We have obtained an orthogonal matrix \(Q=(P_2 P_1 P_0)^T\) and an upper triangular matrix \(R=Q^TA\):

\[Q = \begin{bmatrix} -0.05 & -0.01 & -0.81 & -0.57 \\ 0.12 & -0.98 & -0.06 & 0.10 \\ 0.31 & 0.15 & -0.55 & 0.75 \\ -0.93 & -0.07 & -0.14 0.30 \\ \end{bmatrix}, R= \begin{bmatrix} -104.4 & -95.3 & -65.6 & -28.5 \\ 0 & -32.3 & 67.9 & -13.3 \\ 0 & 0 & 97.8 & -7.2 \\ 0 & 0 & 0 & -89. \end{bmatrix}\]

Indeed, we have found a factorization \(A=QR\), up to machine precision:

\[QR= \begin{bmatrix} 6. & 6. & -77. & 59. \\ -13. & 20. & -81. & 1. \\ -33. & -35. & -65. & -74. \\ 98. & 92. & 42. & 2. \end{bmatrix}, A= \begin{bmatrix} 6 & 6 & -77 & 59 \\ -13 & 20 & -81 & 1 \\ -33 & -35 & -65 & -74 \\ 98 & 92 & 42 & 2 \\ \end{bmatrix}\]
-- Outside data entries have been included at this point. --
mod api;
mod state;

use std::net::SocketAddr;
use std::path::PathBuf;
use std::sync::Arc;

use anyhow::{Context, Result};
use tokio::signal;
use tracing::{error, info, warn};
use tracing_subscriber::{layer::SubscriberExt, util::SubscriberInitExt};

use vodpool_core::{
    load_config, load_sites, validate_config, Aggregator, HttpTransport, MergedCatalog, Transport,
};

use api::create_router;
use state::AppState;

#[tokio::main]
async fn main() {
    if let Err(e) = run().await {
        error!("Fatal error: {}", e);
        std::process::exit(1);
    }
}

async fn run() -> Result<()> {
    // Initialize logging
    tracing_subscriber::registry()
        .with(
            tracing_subscriber::EnvFilter::try_from_default_env()
                .unwrap_or_else(|_| "info,tower_http=debug".into()),
        )
        .with(tracing_subscriber::fmt::layer())
        .init();

    // Determine config path
    let config_path = std::env::var("VODPOOL_CONFIG")
        .map(PathBuf::from)
        .unwrap_or_else(|_| PathBuf::from("config.toml"));

    // Load configuration
    info!("Loading configuration from {:?}", config_path);
    let config = load_config(&config_path)
        .with_context(|| format!("Failed to load config from {:?}", config_path))?;

    // Validate configuration
    validate_config(&config).context("Configuration validation failed")?;

    info!("Configuration loaded successfully");
    info!("Site list: {:?}", config.paths.sites);
    info!("Cache directory: {:?}", config.paths.cache_dir);

    // Load the source site list; without it there is nothing to query
    let sites = load_sites(&config.paths.sites)
        .with_context(|| format!("Failed to load site list from {:?}", config.paths.sites))?;
    info!("Loaded {} source sites", sites.len());

    // The cache directory must exist before the first purge
    std::fs::create_dir_all(&config.paths.cache_dir)
        .with_context(|| format!("Failed to create cache dir {:?}", config.paths.cache_dir))?;

    // Build the transport and aggregator
    let transport: Arc<dyn Transport> = Arc::new(
        HttpTransport::new(&config.fetcher).context("Failed to create HTTP transport")?,
    );
    let aggregator = Aggregator::new(sites, transport, config.paths.cache_dir.clone());

    // Build the initial catalog from whatever cache files already
    // exist; an unreadable cache is not fatal at startup
    let initial = match aggregator.load_merged() {
        Ok(catalog) => {
            info!(
                "Initial catalog: {} titles, {} records",
                catalog.title_count(),
                catalog.total_records()
            );
            catalog
        }
        Err(e) => {
            warn!("Could not build initial catalog: {}", e);
            MergedCatalog::new()
        }
    };

    // Create app state and router
    let app_state = Arc::new(AppState::new(config.clone(), aggregator, initial));
    let app = create_router(app_state);

    // Start server
    let addr = SocketAddr::new(config.server.host, config.server.port);
    info!("Starting server on {}", addr);

    let listener = tokio::net::TcpListener::bind(addr)
        .await
        .with_context(|| format!("Failed to bind to {}", addr))?;

    // Run server with graceful shutdown
    axum::serve(listener, app)
        .with_graceful_shutdown(shutdown_signal())
        .await
        .context("Server error")?;

    info!("Server shut down");
    Ok(())
}

/// Wait for shutdown signal (Ctrl+C or SIGTERM)
async fn shutdown_signal() {
    let ctrl_c = async {
        signal::ctrl_c()
            .await
            .expect("Failed to install Ctrl+C handler");
    };

    #[cfg(unix)]
    let terminate = async {
        signal::unix::signal(signal::unix::SignalKind::terminate())
            .expect("Failed to install SIGTERM handler")
            .recv()
            .await;
    };

    #[cfg(not(unix))]
    let terminate = std::future::pending::<()>();

    tokio::select! {
        _ = ctrl_c => {},
        _ = terminate => {},
    }
}
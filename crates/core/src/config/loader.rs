use figment::{
    providers::{Env, Format, Toml},
    Figment,
};
use std::path::Path;

use super::{types::Config, ConfigError};

/// Load configuration from file with environment variable overrides
pub fn load_config(path: &Path) -> Result<Config, ConfigError> {
    if !path.exists() {
        return Err(ConfigError::FileNotFound(path.display().to_string()));
    }

    let config: Config = Figment::new()
        .merge(Toml::file(path))
        .merge(Env::prefixed("VODPOOL_").split("_"))
        .extract()
        .map_err(|e| ConfigError::ParseError(e.to_string()))?;

    Ok(config)
}

/// Load configuration from TOML string (useful for testing)
pub fn load_config_from_str(toml_str: &str) -> Result<Config, ConfigError> {
    toml::from_str(toml_str).map_err(|e| ConfigError::ParseError(e.to_string()))
}
//! The merged cross-source catalog and its read-only query facade.

use serde::Serialize;
use std::collections::BTreeMap;

use super::record::VideoRecord;
use super::source::SourceCatalog;

/// Records from every source, grouped by title.
///
/// Built wholesale per search and replaced atomically; readers only
/// ever see a complete instance. All queries are linear scans — the
/// catalog is rebuilt per search and small enough that indices would
/// not pay for themselves.
#[derive(Debug, Clone, Default, PartialEq, Serialize)]
pub struct MergedCatalog {
    by_title: BTreeMap<String, Vec<VideoRecord>>,
}

impl MergedCatalog {
    pub fn new() -> Self {
        Self::default()
    }

    /// Fold one record in under its title.
    pub fn insert(&mut self, record: VideoRecord) {
        self.by_title
            .entry(record.title.clone())
            .or_default()
            .push(record);
    }

    /// Fold every record of a decoded source catalog in.
    pub fn extend(&mut self, catalog: SourceCatalog) {
        for record in catalog.into_records() {
            self.insert(record);
        }
    }

    /// Title -> contributed records, in title order.
    pub fn by_title(&self) -> &BTreeMap<String, Vec<VideoRecord>> {
        &self.by_title
    }

    pub fn titles(&self) -> impl Iterator<Item = &str> {
        self.by_title.keys().map(String::as_str)
    }

    pub fn title_count(&self) -> usize {
        self.by_title.len()
    }

    pub fn total_records(&self) -> usize {
        self.by_title.values().map(Vec::len).sum()
    }

    pub fn is_empty(&self) -> bool {
        self.by_title.is_empty()
    }

    /// First record with the given id, scanning in title order. Ids
    /// are per-source, so the match is a best effort, never a default
    /// record.
    pub fn get_by_id(&self, id: i64) -> Option<&VideoRecord> {
        self.by_title
            .values()
            .flat_map(|records| records.iter())
            .find(|r| r.id == id)
    }

    /// Case-insensitive substring match across the merged set, same
    /// rule as the per-source repository.
    pub fn search(&self, query: &str) -> Vec<&VideoRecord> {
        let needle = query.to_lowercase();
        self.by_title
            .values()
            .flat_map(|records| records.iter())
            .filter(|r| !r.title.is_empty() && r.title.to_lowercase().contains(&needle))
            .collect()
    }

    /// Category counts aggregated across every source's records.
    pub fn category_statistics(&self) -> BTreeMap<String, usize> {
        let mut stats = BTreeMap::new();
        for record in self.by_title.values().flatten() {
            if let Some(category) = &record.category {
                *stats.entry(category.clone()).or_insert(0) += 1;
            }
        }
        stats
    }
}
The summed absolute difference of the matrices is:

np.absolute(A - QR).sum()) = 2.025e-13

You can find the Python code here.

We verify that \(Q\) is orthogonal meaning \(det(Q) = \pm 1\) and \(Q^TQ=QQ^T=I\)

We showed an example above for a \(n \times n\) matrix, but this holds for \(m \times n\) matrices as well. In general, we need \(n\) Householder matrices (assuming \(m>n\)). Only when \(m=n\), we need only \(n-1\) of them. However, in a typical LS problem, we have \(m>n\).

References

[1] Lloyd Trefethen and David Bau. Numerical Linear Algebra, SIAM, 2007.